Además de su privilegiado sabor y aroma el aceite de oliva virgen extra ofrece al consumidor una gran cantidad de beneficios nutritivos de los que podemos destacar los siguientes:

  • Contiene ácidos grasos insaturados muy beneficiosos para el corazón. Se le considera preventivo del infarto de miocardio.
  • Tiene un alto contenido en vitamina E, que posee un gran efecto antioxidante.
  • Reduce el LDL o colesterol malo y aumenta el HDL o colesterol bueno.
  • Posee polifenoles que ejercen acción antioxidante y previenen el envejecimiento celular.
  • Ayuda a bajar el nivel de azúcar, por lo que está especialmente recomendado para las personas diabéticas.
  • Favorece la absorción de calcio, lo que ayuda al endurecimiento de los huesos, por lo que el aceite de oliva virgen extra está especialmente recomendado para la infancia y la tercera edad.
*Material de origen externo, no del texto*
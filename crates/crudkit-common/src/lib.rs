//! # crudkit-common
//!
//! Common types, errors, and configuration for crudkit.
//!
//! This crate provides the foundational types shared by every crudkit
//! component. It includes:
//!
//! - **Types**: bindable `Value`s, field-named `Record`s, `TableSchema`
//!   descriptors, result `Row`s and the SQL `Dialect`
//! - **Errors**: Unified error handling with `CrudError`
//! - **Config**: Executor configuration loadable from TOML
//! - **Constants**: Defaults and log markers
//!
//! ## Example
//!
//! ```rust
//! use crudkit_common::types::{Record, TableSchema, Value};
//! use crudkit_common::error::CrudResult;
//!
//! fn example() -> CrudResult<()> {
//!     let schema = TableSchema::new("user", "id").with_int_fields(["id", "age"]);
//!     schema.validate()?;
//!
//!     let user = Record::new().with("id", 7).with("name", "Ada");
//!     assert_eq!(user.value("name"), Some(&Value::from("Ada")));
//!     Ok(())
//! }
//! # example().unwrap();
//! ```

#![warn(missing_docs)]
#![warn(clippy::all)]
#![allow(clippy::module_name_repetitions)]

pub mod config;
pub mod constants;
pub mod error;
pub mod types;

// Re-export commonly used items at the crate root
pub use config::ExecutorConfig;
pub use constants::*;
pub use error::{CrudError, CrudResult, ErrorCode};
pub use types::{
    Datum, Dialect, Entity, FromRow, ParamType, Record, Row, TableSchema, Value,
};
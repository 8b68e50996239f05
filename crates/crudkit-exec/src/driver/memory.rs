//! In-memory recording driver.
//!
//! [`MemoryConnection`] never touches a database. It records every
//! prepare, execution and transaction boundary, and answers executions with
//! scripted outputs. Clones share state, so a test can keep one clone for
//! inspection after handing another to an executor.

use std::collections::{HashMap, VecDeque};
use std::sync::Arc;

use crudkit_common::{CrudError, CrudResult, Value};
use parking_lot::Mutex;

use super::{BoundParam, Connection, PreparedStatement, StatementOutput};

/// One recorded statement execution.
#[derive(Debug, Clone, PartialEq)]
pub struct ExecutionRecord {
    /// The statement's SQL text.
    pub sql: String,
    /// The parameters it was executed with.
    pub params: Vec<BoundParam>,
}

impl ExecutionRecord {
    /// Returns the value bound to `name`.
    pub fn param(&self, name: &str) -> Option<&Value> {
        self.params.iter().find(|p| p.name == name).map(|p| &p.value)
    }
}

/// A recorded transaction boundary.
#[derive(Debug, Clone, Copy, PartialEq, Eq)]
pub enum TransactionEvent {
    /// BEGIN.
    Begin,
    /// COMMIT.
    Commit,
    /// ROLLBACK.
    Rollback,
}

#[derive(Debug, Default)]
struct MemoryState {
    prepared: Vec<String>,
    executions: Vec<ExecutionRecord>,
    transactions: Vec<TransactionEvent>,
    responses: HashMap<String, VecDeque<CrudResult<StatementOutput>>>,
    prepare_failures: HashMap<String, String>,
    commit_failure: Option<String>,
    last_insert_id: i64,
}

impl MemoryState {
    fn respond(&mut self, sql: &str) -> CrudResult<StatementOutput> {
        let is_insert = sql
            .get(..6)
            .is_some_and(|p| p.eq_ignore_ascii_case("INSERT"));
        if is_insert {
            self.last_insert_id += 1;
        }

        if let Some(result) = self.responses.get_mut(sql).and_then(VecDeque::pop_front) {
            return result;
        }

        let is_select = sql
            .get(..6)
            .is_some_and(|p| p.eq_ignore_ascii_case("SELECT"));
        Ok(if is_select {
            StatementOutput::affected(0)
        } else {
            StatementOutput::affected(1)
        })
    }
}

/// An in-memory connection that records what the executor does.
#[derive(Debug, Clone, Default)]
pub struct MemoryConnection {
    state: Arc<Mutex<MemoryState>>,
}

impl MemoryConnection {
    /// Creates a connection with no scripted responses.
    pub fn new() -> Self {
        Self::default()
    }

    /// Queues an output for the next execution of `sql`.
    ///
    /// Queued outputs are consumed in order. Without one, SELECTs return no
    /// rows and other statements report one affected row.
    pub fn respond(&self, sql: &str, output: StatementOutput) {
        self.state
            .lock()
            .responses
            .entry(sql.to_string())
            .or_default()
            .push_back(Ok(output));
    }

    /// Queues rows for the next execution of `sql`.
    pub fn respond_rows<S: AsRef<str>>(&self, sql: &str, columns: &[S], rows: Vec<Vec<Value>>) {
        self.respond(sql, StatementOutput::with_rows(columns, rows));
    }

    /// Makes the next execution of `sql` fail.
    pub fn fail_execute(&self, sql: &str, message: &str) {
        self.state
            .lock()
            .responses
            .entry(sql.to_string())
            .or_default()
            .push_back(Err(CrudError::execution(message)));
    }

    /// Makes every prepare of `sql` fail.
    pub fn fail_prepare(&self, sql: &str, message: &str) {
        self.state
            .lock()
            .prepare_failures
            .insert(sql.to_string(), message.to_string());
    }

    /// Makes the next commit fail without ending the transaction.
    pub fn fail_commit(&self, message: &str) {
        self.state.lock().commit_failure = Some(message.to_string());
    }

    /// Returns every prepared SQL text, in order.
    pub fn prepared_sql(&self) -> Vec<String> {
        self.state.lock().prepared.clone()
    }

    /// Returns the number of prepares.
    pub fn prepare_count(&self) -> usize {
        self.state.lock().prepared.len()
    }

    /// Returns every execution, in order.
    pub fn executions(&self) -> Vec<ExecutionRecord> {
        self.state.lock().executions.clone()
    }

    /// Returns the number of executions.
    pub fn execution_count(&self) -> usize {
        self.state.lock().executions.len()
    }

    /// Returns the recorded transaction boundaries.
    pub fn transaction_events(&self) -> Vec<TransactionEvent> {
        self.state.lock().transactions.clone()
    }

    /// Forgets recorded prepares, executions and transaction boundaries.
    pub fn clear_log(&self) {
        let mut state = self.state.lock();
        state.prepared.clear();
        state.executions.clear();
        state.transactions.clear();
    }
}

impl Connection for MemoryConnection {
    type Statement = MemoryStatement;

    fn prepare(&mut self, sql: &str) -> CrudResult<MemoryStatement> {
        let mut state = self.state.lock();
        if let Some(message) = state.prepare_failures.get(sql) {
            return Err(CrudError::execution(message.clone()));
        }
        state.prepared.push(sql.to_string());
        Ok(MemoryStatement {
            sql: sql.to_string(),
            state: Arc::clone(&self.state),
        })
    }

    fn begin(&mut self) -> CrudResult<()> {
        self.state.lock().transactions.push(TransactionEvent::Begin);
        Ok(())
    }

    fn commit(&mut self) -> CrudResult<()> {
        let mut state = self.state.lock();
        if let Some(message) = state.commit_failure.take() {
            return Err(CrudError::execution(message));
        }
        state.transactions.push(TransactionEvent::Commit);
        Ok(())
    }

    fn rollback(&mut self) -> CrudResult<()> {
        self.state.lock().transactions.push(TransactionEvent::Rollback);
        Ok(())
    }

    fn last_insert_id(&self) -> CrudResult<Value> {
        Ok(Value::Integer(self.state.lock().last_insert_id))
    }
}

/// A statement prepared on a [`MemoryConnection`].
#[derive(Debug)]
pub struct MemoryStatement {
    sql: String,
    state: Arc<Mutex<MemoryState>>,
}

impl PreparedStatement for MemoryStatement {
    fn sql(&self) -> &str {
        &self.sql
    }

    fn execute(&self, params: &[BoundParam]) -> CrudResult<StatementOutput> {
        let mut state = self.state.lock();
        state.executions.push(ExecutionRecord {
            sql: self.sql.clone(),
            params: params.to_vec(),
        });
        state.respond(&self.sql)
    }
}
Por otra parte, el aceite de oliva es el que mejor resiste el calor sin modificar su composición ni producir sustancias tóxicas, a diferencia de otros aceites, que producen grasas hidrogenadas a temperaturas más bajas. Además, en la fritura se produce una transferencia de los fenoles del aceite de oliva virgen extra que enriquece el alimento y por tanto aumenta sus valores nutritivos.

Con todas estas propiedades tan beneficiosas y un sabor y aroma incomparables no hay duda que debemos incorporar el aceite de oliva virgen extra en nuestra dieta diaria. Nuestros sentidos, nuestra salud, nuestro cuerpo nos los agradecerán.